One of the key aspects of DySPAN is the demonstrations that various companies, universities, and other research firms bring to DySPAN to show off. These demos are in some part related to dynamic spectrum access (DSA), whether it's showing off a spectrum sensing or whitespace-finding device or a policy engine to certify of restrict certain radio behaviors. Having both been involved with the early creation and organization (really, helping Keith Nolan enact his vision), a demonstrator myself in 2007, and watching the demonstrations throughout the years at DySPAN, I have both been pleased with the uses that GNU Radio has been put to for these demos, but I also look around and wonder why more people don't use it?
Many demos and researchers at DySPAN are using USRPs, but not necessarily GNU Radio.
In some cases, I think the answer is due to the fact that the demonstrators are using hardware that does not (currently) work with GNU Radio, such as the Rice University WARP board. Fair enough, but of course, I would be very interested in expanding GNU Radio to communicate with the various SDR hardware platforms that are out there.
In other cases, the demonstrators are either using Matlab/Simulink or have built up their own SDR to communicate with the USRP.

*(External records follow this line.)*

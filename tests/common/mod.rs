//! Partial functions shared by the integration tests.
//!
//! These are ordinary consumers of the chain contract: each recognizes one
//! spelling of a number and declines everything else.

#![allow(dead_code)]

use std::cell::Cell;

const ENGLISH_NUMERALS: [&str; 21] = [
    "zero",
    "one",
    "two",
    "three",
    "four",
    "five",
    "six",
    "seven",
    "eight",
    "nine",
    "ten",
    "eleven",
    "twelve",
    "thirteen",
    "fourteen",
    "fifteen",
    "sixteen",
    "seventeen",
    "eighteen",
    "nineteen",
    "twenty",
];

const ROMAN_NUMERALS: [&str; 20] = [
    "I", "II", "III", "IV", "V", "VI", "VII", "VIII", "IX", "X", "XI", "XII", "XIII", "XIV", "XV",
    "XVI", "XVII", "XVIII", "XIX", "XX",
];

/// Parses a decimal integer.
pub fn decimal_to_number(text: &str) -> Option<i32> {
    text.parse().ok()
}

/// Looks up "zero" through "twenty".
pub fn english_numeral_to_number(text: &str) -> Option<i32> {
    ENGLISH_NUMERALS
        .iter()
        .position(|numeral| *numeral == text)
        .and_then(|index| i32::try_from(index).ok())
}

/// Looks up "I" through "XX".
pub fn roman_to_number(text: &str) -> Option<i32> {
    ROMAN_NUMERALS
        .iter()
        .position(|numeral| *numeral == text)
        .and_then(|index| i32::try_from(index + 1).ok())
}

/// A string-to-number member, as stored in arrays and containers.
pub type StringToNumber = fn(&str) -> Option<i32>;

/// The three string-to-number members in evaluation order.
pub const STRING_TO_NUMBER: [StringToNumber; 3] =
    [decimal_to_number, english_numeral_to_number, roman_to_number];

/// The results of the six-member invocation-count scenario.
pub const COUNTED_RESULTS: [Option<i32>; 6] = [None, None, None, Some(7), None, Some(3)];

/// Returns a member that bumps `calls` and then returns `result`.
pub fn counted(calls: &Cell<usize>, result: Option<i32>) -> impl Fn(&()) -> Option<i32> + '_ {
    move |_: &()| {
        calls.set(calls.get() + 1);
        result
    }
}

I wonder, and really don't know, if this has something to do with the complexity of GNU Radio and a discomfort by developers to using others' software (especially one that isn't fully, or, let's be honest, properly documented). Conversely, USRPs have a single, simple function and are general enough to use for many purposes. This is not to say that USRPs are simple, but that they have a standard, bounded interface and is meant to get bits between a computer and the air. GNU Radio, on the other hand, is more open-ended and therefore complicated to use. Sitting down for the first time in front of GNU Radio and all it is capable of must be a hugely daunting task. Where do you begin and where does it end?

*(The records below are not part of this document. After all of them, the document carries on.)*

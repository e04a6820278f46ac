//! Short-circuit evaluation over runtime sequences of partial functions.
//!
//! Where `first_match!` fixes the members of a chain at
//! compile time, the runner evaluates whatever ordered sequence it is handed:
//!
//! - [`run`]: Any `IntoIterator` of partial functions (containers by
//!   reference, fixed-size arrays, slices, iterator adaptors)
//! - [`run_range`]: The members of a slice between two positions
//! - [`RunFirstMatch`]: `run` as an extension method
//!
//! Every entry point scans in iteration order, stops at the first member that
//! produces a result, and makes a single forward pass without reordering or
//! copying the sequence.
//!
//! # Examples
//!
//! ```
//! use std::collections::LinkedList;
//! use fallthrough::partial::single_point;
//! use fallthrough::runner::{run, run_range};
//!
//! let table: LinkedList<_> = [(0, "zero"), (1, "one"), (2, "two")]
//!     .into_iter()
//!     .map(|(key, name)| single_point(key, name))
//!     .collect();
//! assert_eq!(run(&table, &1), Some("one"));
//!
//! let members = [single_point(0, "zero"), single_point(1, "one"), single_point(2, "two")];
//! assert_eq!(run(&members, &2), Some("two"));
//! assert_eq!(run_range(&members, 0..2, &2), Ok(None));
//! ```

mod error;

pub use error::RangeError;

use std::ops::Range;

use crate::partial::PartialFunction;

/// Evaluates `functions` in order and returns the first result produced.
///
/// Members after the first success are never invoked. When every member
/// declines, or the sequence is empty, the result is `None`.
///
/// # Arguments
///
/// * `functions` - The ordered members; anything that iterates over
///   partial functions sharing one argument and result type
/// * `arguments` - The argument passed to each member
///
/// # Examples
///
/// ```
/// use fallthrough::runner::run;
///
/// fn decimal(text: &str) -> Option<u32> {
///     text.parse().ok()
/// }
///
/// fn binary(text: &str) -> Option<u32> {
///     u32::from_str_radix(text.strip_prefix("0b")?, 2).ok()
/// }
///
/// let parsers: Vec<fn(&str) -> Option<u32>> = vec![decimal, binary];
/// assert_eq!(run(&parsers, "0b101"), Some(5));
/// assert_eq!(run(&parsers, "five"), None);
///
/// let nothing: [fn(&str) -> Option<u32>; 0] = [];
/// assert_eq!(run(nothing, "5"), None);
/// ```
#[cfg_attr(not(feature = "tracing"), allow(unused_variables))]
pub fn run<I, A, R>(functions: I, arguments: &A) -> Option<R>
where
    I: IntoIterator,
    I::Item: PartialFunction<A, R>,
    A: ?Sized,
{
    for (position, function) in functions.into_iter().enumerate() {
        if let Some(result) = function.try_call(arguments) {
            #[cfg(feature = "tracing")]
            tracing::trace!(position, "partial function matched");
            return Some(result);
        }
    }

    #[cfg(feature = "tracing")]
    tracing::trace!("no partial function matched");
    None
}

/// Evaluates the members of `functions` at positions `range`, in order.
///
/// Behaves like [`run`] on `&functions[range]`.
///
/// # Errors
///
/// Returns [`RangeError`] if `range.start > range.end` or `range.end` is
/// greater than `functions.len()`. No member is invoked in that case.
///
/// # Examples
///
/// ```
/// use fallthrough::partial::constant;
/// use fallthrough::runner::{RangeError, run_range};
///
/// let members = [constant('a'), constant('b'), constant('c')];
/// assert_eq!(run_range(&members, 1..3, &()), Ok(Some('b')));
/// assert_eq!(run_range(&members, 3..3, &()), Ok(None));
/// assert_eq!(
///     run_range(&members, 2..4, &()),
///     Err(RangeError { start: 2, end: 4, length: 3 })
/// );
/// ```
pub fn run_range<'f, F, A, R>(
    functions: &'f [F],
    range: Range<usize>,
    arguments: &A,
) -> Result<Option<R>, RangeError>
where
    &'f F: PartialFunction<A, R>,
    A: ?Sized,
{
    let Range { start, end } = range;
    let window = functions.get(start..end).ok_or(RangeError {
        start,
        end,
        length: functions.len(),
    })?;

    Ok(run(window, arguments))
}

/// Extension method form of [`run`].
///
/// # Examples
///
/// ```
/// use fallthrough::partial::single_point;
/// use fallthrough::runner::RunFirstMatch;
///
/// let colors = vec![single_point("red", 0xff0000), single_point("lime", 0x00ff00)];
/// assert_eq!(colors.iter().first_match(&"lime"), Some(0x00ff00));
/// assert_eq!(colors.iter().rev().first_match(&"red"), Some(0xff0000));
/// ```
pub trait RunFirstMatch: IntoIterator + Sized {
    /// Evaluates the members in iteration order and returns the first result
    /// produced.
    fn first_match<A, R>(self, arguments: &A) -> Option<R>
    where
        A: ?Sized,
        Self::Item: PartialFunction<A, R>,
    {
        run(self, arguments)
    }
}

impl<I: IntoIterator> RunFirstMatch for I {}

I remember when I was first starting to program more than just basic C++ applications. I would see that there was some library or other that might help me out, but I was too new and inexperienced to grasp how best to use it. Or I would be arrogant enough to think that maybe I could do it better, especially if all I needed was maybe 10% of what the library would offer. Of course, I never came up with anything nearly as efficient, stable, and reusable as the standard solutions out there. It took some time and repeatedly getting my butt kicked before I was able to appreciate and use the solutions others had created for me. This is one thing that makes open source software so fantastic, and it is the same reason why GNU Radio has so many dependencies.

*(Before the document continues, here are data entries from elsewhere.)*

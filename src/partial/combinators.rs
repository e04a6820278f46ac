//! Elementary partial functions.
//!
//! These are the smallest useful chain members:
//!
//! - [`constant`]: Always succeeds with the same value (K combinator)
//! - [`default_value`]: Always succeeds with `R::default()`
//! - [`single_point`]: Succeeds for exactly one argument
//! - [`never`]: Never succeeds
//!
//! Each combinator implements [`PartialFunction`] both by value and by
//! reference, so a `Vec` or array of them can be evaluated in place.

use std::fmt;
use std::marker::PhantomData;

use super::PartialFunction;

/// A partial function that declines every argument.
///
/// `Never` is the empty chain: it is the tail of every chain produced by
/// `first_match!` and the identity element of chaining.
///
/// # Examples
///
/// ```
/// use fallthrough::partial::{PartialFunction, never};
///
/// let nothing = never();
/// let result: Option<i32> = nothing.try_call("anything");
/// assert_eq!(result, None);
/// ```
#[derive(Clone, Copy, Debug, Default, PartialEq, Eq, Hash)]
pub struct Never;

impl<A: ?Sized, R> PartialFunction<A, R> for Never {
    #[inline]
    fn try_call(&self, _arguments: &A) -> Option<R> {
        None
    }
}

impl<A: ?Sized, R> PartialFunction<A, R> for &Never {
    #[inline]
    fn try_call(&self, _arguments: &A) -> Option<R> {
        None
    }
}

/// Creates a partial function that declines every argument.
#[inline]
#[must_use]
pub const fn never() -> Never {
    Never
}

/// A partial function that always succeeds with a captured value.
///
/// Placed at the tail of a chain, it turns the chain into a total function.
///
/// # Examples
///
/// ```
/// use fallthrough::partial::{PartialFunction, constant};
///
/// let unknown = constant("unknown");
/// assert_eq!(unknown.try_call(&42), Some("unknown"));
/// assert_eq!(unknown.try_call("ignored"), Some("unknown"));
/// ```
#[derive(Clone, Copy, Debug, PartialEq, Eq, Hash)]
pub struct Constant<R> {
    value: R,
}

impl<R> Constant<R> {
    /// Creates a constant partial function returning `value`.
    #[inline]
    #[must_use]
    pub const fn new(value: R) -> Self {
        Self { value }
    }

    /// Returns a reference to the captured value.
    #[inline]
    pub const fn value(&self) -> &R {
        &self.value
    }

    /// Consumes the function and returns the captured value.
    #[inline]
    pub fn into_value(self) -> R {
        self.value
    }
}

impl<A: ?Sized, R: Clone> PartialFunction<A, R> for Constant<R> {
    #[inline]
    fn try_call(&self, _arguments: &A) -> Option<R> {
        Some(self.value.clone())
    }
}

impl<A: ?Sized, R: Clone> PartialFunction<A, R> for &Constant<R> {
    #[inline]
    fn try_call(&self, arguments: &A) -> Option<R> {
        (**self).try_call(arguments)
    }
}

/// Creates a partial function that ignores its argument and always returns
/// `value`.
///
/// The value is cloned on every call.
///
/// # Examples
///
/// ```
/// use fallthrough::partial::{PartialFunction, constant};
///
/// let zero = constant(0);
/// let parse_or_zero = |text: &str| text.parse::<i32>().ok().or_else(|| zero.try_call(text));
/// assert_eq!(parse_or_zero("12"), Some(12));
/// assert_eq!(parse_or_zero("twelve"), Some(0));
/// ```
#[inline]
#[must_use]
pub const fn constant<R>(value: R) -> Constant<R> {
    Constant::new(value)
}

/// A partial function that always succeeds with `R::default()`.
pub struct DefaultValue<R> {
    result: PhantomData<fn() -> R>,
}

impl<R> DefaultValue<R> {
    /// Creates the partial function.
    #[inline]
    #[must_use]
    pub const fn new() -> Self {
        Self {
            result: PhantomData,
        }
    }
}

impl<R> Default for DefaultValue<R> {
    fn default() -> Self {
        Self::new()
    }
}

impl<R> Clone for DefaultValue<R> {
    fn clone(&self) -> Self {
        *self
    }
}

impl<R> Copy for DefaultValue<R> {}

impl<R> fmt::Debug for DefaultValue<R> {
    fn fmt(&self, formatter: &mut fmt::Formatter<'_>) -> fmt::Result {
        write!(formatter, "DefaultValue<{}>", std::any::type_name::<R>())
    }
}

impl<A: ?Sized, R: Default> PartialFunction<A, R> for DefaultValue<R> {
    #[inline]
    fn try_call(&self, _arguments: &A) -> Option<R> {
        Some(R::default())
    }
}

impl<A: ?Sized, R: Default> PartialFunction<A, R> for &DefaultValue<R> {
    #[inline]
    fn try_call(&self, _arguments: &A) -> Option<R> {
        Some(R::default())
    }
}

/// Creates a partial function that always returns `R::default()`.
///
/// # Examples
///
/// ```
/// use fallthrough::partial::{PartialFunction, default_value};
///
/// let empty = default_value::<String>();
/// assert_eq!(empty.try_call(&7), Some(String::new()));
/// ```
#[inline]
#[must_use]
pub const fn default_value<R>() -> DefaultValue<R> {
    DefaultValue::new()
}

/// A partial function defined at exactly one argument.
///
/// It succeeds with its value only when the call's argument equals the
/// captured argument, compared with `==`. For a tuple argument this compares
/// every element. It is one entry of an exact-match lookup table.
///
/// # Examples
///
/// ```
/// use fallthrough::partial::{PartialFunction, single_point};
///
/// let origin = single_point((0, 0), "origin");
/// assert_eq!(origin.try_call(&(0, 0)), Some("origin"));
/// assert_eq!(origin.try_call(&(0, 1)), None);
/// ```
#[derive(Clone, Copy, Debug, PartialEq, Eq, Hash)]
pub struct SinglePoint<A, R> {
    arguments: A,
    value: R,
}

impl<A, R> SinglePoint<A, R> {
    /// Creates a partial function returning `value` at `arguments`.
    #[inline]
    #[must_use]
    pub const fn new(arguments: A, value: R) -> Self {
        Self { arguments, value }
    }

    /// Returns the argument at which this function is defined.
    #[inline]
    pub const fn arguments(&self) -> &A {
        &self.arguments
    }

    /// Returns the value produced at that argument.
    #[inline]
    pub const fn value(&self) -> &R {
        &self.value
    }
}

impl<A: PartialEq, R: Clone> PartialFunction<A, R> for SinglePoint<A, R> {
    #[inline]
    fn try_call(&self, arguments: &A) -> Option<R> {
        (self.arguments == *arguments).then(|| self.value.clone())
    }
}

impl<A: PartialEq, R: Clone> PartialFunction<A, R> for &SinglePoint<A, R> {
    #[inline]
    fn try_call(&self, arguments: &A) -> Option<R> {
        (**self).try_call(arguments)
    }
}

/// Creates a partial function that returns `value` when called with exactly
/// `arguments` and declines everything else.
///
/// # Examples
///
/// ```
/// use fallthrough::partial::{PartialFunction, single_point};
///
/// let table = [
///     single_point(0, "zero"),
///     single_point(1, "one"),
///     single_point(2, "two"),
/// ];
/// let int_to_name = |key: &i32| table.iter().find_map(|entry| entry.try_call(key));
/// assert_eq!(int_to_name(&1), Some("one"));
/// assert_eq!(int_to_name(&3), None);
/// ```
#[inline]
#[must_use]
pub const fn single_point<A, R>(arguments: A, value: R) -> SinglePoint<A, R> {
    SinglePoint::new(arguments, value)
}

Conversely, the DSA community seems to want to keep reinventing solutions. Every year we see demos that are slightly more polished and maybe a bit more expansive than the previous year's, but we still aren't really seeing huge leaps and bounds in the technology that I think we could and should be seeing. As a community, we aren't seeing people building on each others work. Everything must be new, and so each time, a new research group must build their solutions up from the start. This gets into another issue that I see with the lack of real science going on in this space, but that's another post. Also, I hope that I am not sounding too hard on the demonstrators or their accomplishments. I am trying to suggest how much better we as a community could all be.
Is it an intellectual property issue? I understand that people are are trying to build a product in many cases and that DySPAN is a technology conference and not really a science conference, but are we a little too protective of the work? Especially from the research institutions, where I think we want to encourage dissemination in a way that both protects their claims to the invention, discoveries, and ideas, but also allows others to follow in their footsteps (or to employ an overly-used metaphor: stand on their shoulders).
Is GNU Radio the answer to some of these issues? I know I am biased, but as an open source project with years of work to make a robust and powerful product, it seems like the obvious answer. What are we missing (aside from proper documentation)? How can we do better to serve these fields?